--- Goal of the exercise ---
Every line of the data below that holds the string "PartialEq" needs to be reported.

*** Input material

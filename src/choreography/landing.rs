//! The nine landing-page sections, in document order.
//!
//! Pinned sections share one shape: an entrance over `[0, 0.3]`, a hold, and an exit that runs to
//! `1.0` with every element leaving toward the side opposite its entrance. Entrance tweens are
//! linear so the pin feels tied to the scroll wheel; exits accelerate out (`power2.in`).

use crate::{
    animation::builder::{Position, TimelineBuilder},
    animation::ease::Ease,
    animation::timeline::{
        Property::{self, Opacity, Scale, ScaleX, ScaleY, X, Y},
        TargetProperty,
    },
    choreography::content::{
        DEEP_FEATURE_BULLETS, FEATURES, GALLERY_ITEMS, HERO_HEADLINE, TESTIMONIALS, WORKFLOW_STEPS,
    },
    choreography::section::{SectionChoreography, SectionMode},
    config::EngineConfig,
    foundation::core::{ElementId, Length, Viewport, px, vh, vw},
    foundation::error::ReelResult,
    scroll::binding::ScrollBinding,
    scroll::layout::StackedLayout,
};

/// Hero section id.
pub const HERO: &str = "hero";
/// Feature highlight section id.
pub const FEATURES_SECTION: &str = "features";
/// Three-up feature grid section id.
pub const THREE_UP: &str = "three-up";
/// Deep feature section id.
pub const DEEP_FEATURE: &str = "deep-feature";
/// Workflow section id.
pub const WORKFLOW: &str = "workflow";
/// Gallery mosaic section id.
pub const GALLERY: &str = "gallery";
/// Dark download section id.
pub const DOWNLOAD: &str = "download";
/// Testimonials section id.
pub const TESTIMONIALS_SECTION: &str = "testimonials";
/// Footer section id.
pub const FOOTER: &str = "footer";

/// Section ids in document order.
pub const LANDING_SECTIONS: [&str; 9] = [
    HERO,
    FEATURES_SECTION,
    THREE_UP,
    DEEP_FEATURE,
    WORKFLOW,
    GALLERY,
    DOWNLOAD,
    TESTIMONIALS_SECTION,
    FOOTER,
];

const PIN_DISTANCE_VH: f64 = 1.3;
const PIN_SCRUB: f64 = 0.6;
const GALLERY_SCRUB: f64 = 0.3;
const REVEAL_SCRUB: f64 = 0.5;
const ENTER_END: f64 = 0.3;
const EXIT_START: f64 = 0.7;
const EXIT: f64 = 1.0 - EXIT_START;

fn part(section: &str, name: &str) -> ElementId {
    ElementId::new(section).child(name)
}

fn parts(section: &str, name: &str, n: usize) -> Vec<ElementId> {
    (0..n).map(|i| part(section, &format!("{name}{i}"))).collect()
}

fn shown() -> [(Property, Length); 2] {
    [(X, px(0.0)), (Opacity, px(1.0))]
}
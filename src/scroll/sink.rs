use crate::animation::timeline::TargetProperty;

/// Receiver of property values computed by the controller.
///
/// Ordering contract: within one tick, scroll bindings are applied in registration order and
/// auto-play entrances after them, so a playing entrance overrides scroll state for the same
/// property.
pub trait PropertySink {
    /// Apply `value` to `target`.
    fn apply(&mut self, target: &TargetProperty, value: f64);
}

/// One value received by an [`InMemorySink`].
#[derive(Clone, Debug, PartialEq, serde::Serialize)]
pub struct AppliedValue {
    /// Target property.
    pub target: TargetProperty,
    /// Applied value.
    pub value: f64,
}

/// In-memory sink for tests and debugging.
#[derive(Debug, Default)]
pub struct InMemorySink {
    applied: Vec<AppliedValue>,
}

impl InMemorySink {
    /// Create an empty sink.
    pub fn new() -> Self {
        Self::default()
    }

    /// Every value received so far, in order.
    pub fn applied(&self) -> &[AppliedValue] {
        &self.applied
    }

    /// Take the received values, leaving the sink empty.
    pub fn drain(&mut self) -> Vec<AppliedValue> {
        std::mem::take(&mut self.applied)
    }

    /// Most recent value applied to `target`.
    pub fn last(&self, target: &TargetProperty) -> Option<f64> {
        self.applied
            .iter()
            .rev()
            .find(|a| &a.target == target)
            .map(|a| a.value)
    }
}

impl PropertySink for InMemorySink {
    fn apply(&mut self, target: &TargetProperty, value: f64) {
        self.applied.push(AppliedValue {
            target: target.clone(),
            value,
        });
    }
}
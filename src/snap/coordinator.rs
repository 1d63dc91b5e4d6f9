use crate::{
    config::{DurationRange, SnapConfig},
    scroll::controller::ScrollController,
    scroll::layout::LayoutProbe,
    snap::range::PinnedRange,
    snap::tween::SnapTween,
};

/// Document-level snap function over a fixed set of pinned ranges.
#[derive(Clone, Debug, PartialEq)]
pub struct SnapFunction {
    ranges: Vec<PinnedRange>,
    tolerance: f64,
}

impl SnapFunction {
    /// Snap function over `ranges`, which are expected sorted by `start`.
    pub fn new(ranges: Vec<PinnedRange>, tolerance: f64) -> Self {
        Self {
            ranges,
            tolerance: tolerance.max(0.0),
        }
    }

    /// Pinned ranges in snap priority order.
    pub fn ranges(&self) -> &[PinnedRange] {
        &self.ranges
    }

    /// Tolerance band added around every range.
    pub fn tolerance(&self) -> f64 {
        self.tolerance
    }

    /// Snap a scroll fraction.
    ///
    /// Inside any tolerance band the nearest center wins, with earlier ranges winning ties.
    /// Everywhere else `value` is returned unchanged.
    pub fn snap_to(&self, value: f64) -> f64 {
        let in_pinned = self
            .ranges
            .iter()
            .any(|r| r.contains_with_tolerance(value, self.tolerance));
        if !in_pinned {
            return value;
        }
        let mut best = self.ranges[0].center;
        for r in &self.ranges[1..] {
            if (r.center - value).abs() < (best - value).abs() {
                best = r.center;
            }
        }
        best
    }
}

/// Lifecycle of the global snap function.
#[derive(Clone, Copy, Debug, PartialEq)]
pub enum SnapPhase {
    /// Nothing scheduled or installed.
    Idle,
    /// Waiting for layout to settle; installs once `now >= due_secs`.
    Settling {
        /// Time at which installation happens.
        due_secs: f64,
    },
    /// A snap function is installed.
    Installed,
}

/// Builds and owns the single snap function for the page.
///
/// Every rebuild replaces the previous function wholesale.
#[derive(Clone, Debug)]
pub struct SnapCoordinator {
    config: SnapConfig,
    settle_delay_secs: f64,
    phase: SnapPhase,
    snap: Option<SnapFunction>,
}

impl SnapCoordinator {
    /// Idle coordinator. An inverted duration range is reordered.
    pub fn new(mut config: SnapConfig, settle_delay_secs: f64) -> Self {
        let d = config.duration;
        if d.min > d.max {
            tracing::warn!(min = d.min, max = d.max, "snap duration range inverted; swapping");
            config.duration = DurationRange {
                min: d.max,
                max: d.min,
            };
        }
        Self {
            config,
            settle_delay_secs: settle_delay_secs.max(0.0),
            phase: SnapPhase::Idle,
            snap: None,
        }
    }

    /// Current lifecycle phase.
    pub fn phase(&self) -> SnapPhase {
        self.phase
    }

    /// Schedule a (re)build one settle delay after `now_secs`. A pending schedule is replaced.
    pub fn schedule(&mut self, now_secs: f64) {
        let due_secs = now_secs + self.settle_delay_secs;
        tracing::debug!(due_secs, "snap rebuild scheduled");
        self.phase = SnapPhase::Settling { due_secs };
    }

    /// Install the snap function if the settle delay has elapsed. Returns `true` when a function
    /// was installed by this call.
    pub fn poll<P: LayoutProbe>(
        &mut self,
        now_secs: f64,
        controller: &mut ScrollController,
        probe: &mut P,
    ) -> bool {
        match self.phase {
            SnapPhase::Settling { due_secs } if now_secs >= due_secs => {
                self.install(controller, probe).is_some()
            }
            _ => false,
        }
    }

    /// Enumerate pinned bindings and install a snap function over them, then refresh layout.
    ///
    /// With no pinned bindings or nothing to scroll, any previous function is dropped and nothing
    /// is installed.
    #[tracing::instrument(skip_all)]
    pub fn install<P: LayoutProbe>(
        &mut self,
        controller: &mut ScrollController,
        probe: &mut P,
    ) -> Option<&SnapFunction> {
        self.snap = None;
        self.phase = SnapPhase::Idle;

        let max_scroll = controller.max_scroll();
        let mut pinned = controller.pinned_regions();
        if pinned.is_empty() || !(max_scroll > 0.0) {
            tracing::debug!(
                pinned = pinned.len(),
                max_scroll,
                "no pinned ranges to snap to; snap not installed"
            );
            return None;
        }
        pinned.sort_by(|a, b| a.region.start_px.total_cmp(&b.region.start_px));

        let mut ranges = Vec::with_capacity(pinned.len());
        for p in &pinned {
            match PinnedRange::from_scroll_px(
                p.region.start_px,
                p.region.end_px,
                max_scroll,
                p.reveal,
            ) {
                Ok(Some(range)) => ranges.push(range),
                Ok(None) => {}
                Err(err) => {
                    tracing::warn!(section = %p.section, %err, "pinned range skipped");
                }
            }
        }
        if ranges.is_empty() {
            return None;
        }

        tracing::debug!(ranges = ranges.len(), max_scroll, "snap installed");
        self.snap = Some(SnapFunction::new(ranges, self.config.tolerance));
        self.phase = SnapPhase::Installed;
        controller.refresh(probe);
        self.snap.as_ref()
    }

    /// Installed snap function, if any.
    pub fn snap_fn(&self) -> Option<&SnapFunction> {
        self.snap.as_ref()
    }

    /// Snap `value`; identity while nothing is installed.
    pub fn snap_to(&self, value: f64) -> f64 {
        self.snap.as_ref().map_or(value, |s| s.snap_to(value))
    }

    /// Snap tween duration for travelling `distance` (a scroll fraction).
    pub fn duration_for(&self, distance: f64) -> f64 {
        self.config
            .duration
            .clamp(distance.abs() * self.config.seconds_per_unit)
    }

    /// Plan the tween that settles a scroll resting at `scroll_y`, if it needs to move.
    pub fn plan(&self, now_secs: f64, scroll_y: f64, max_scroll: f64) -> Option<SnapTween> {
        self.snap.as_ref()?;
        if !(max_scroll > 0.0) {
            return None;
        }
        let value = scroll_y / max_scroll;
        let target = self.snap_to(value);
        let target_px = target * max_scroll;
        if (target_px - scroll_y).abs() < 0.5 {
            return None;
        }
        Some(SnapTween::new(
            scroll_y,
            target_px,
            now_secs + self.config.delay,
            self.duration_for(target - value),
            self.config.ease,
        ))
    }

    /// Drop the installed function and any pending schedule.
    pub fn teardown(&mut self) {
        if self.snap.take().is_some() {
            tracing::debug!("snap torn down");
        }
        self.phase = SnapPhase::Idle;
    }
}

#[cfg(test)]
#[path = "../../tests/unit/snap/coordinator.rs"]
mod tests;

******

--- Solution ---
#[derive(Clone, Debug, PartialEq, serde::Serialize)]
#[derive(Clone, Debug, PartialEq)]
#[derive(Clone, Copy, Debug, PartialEq)]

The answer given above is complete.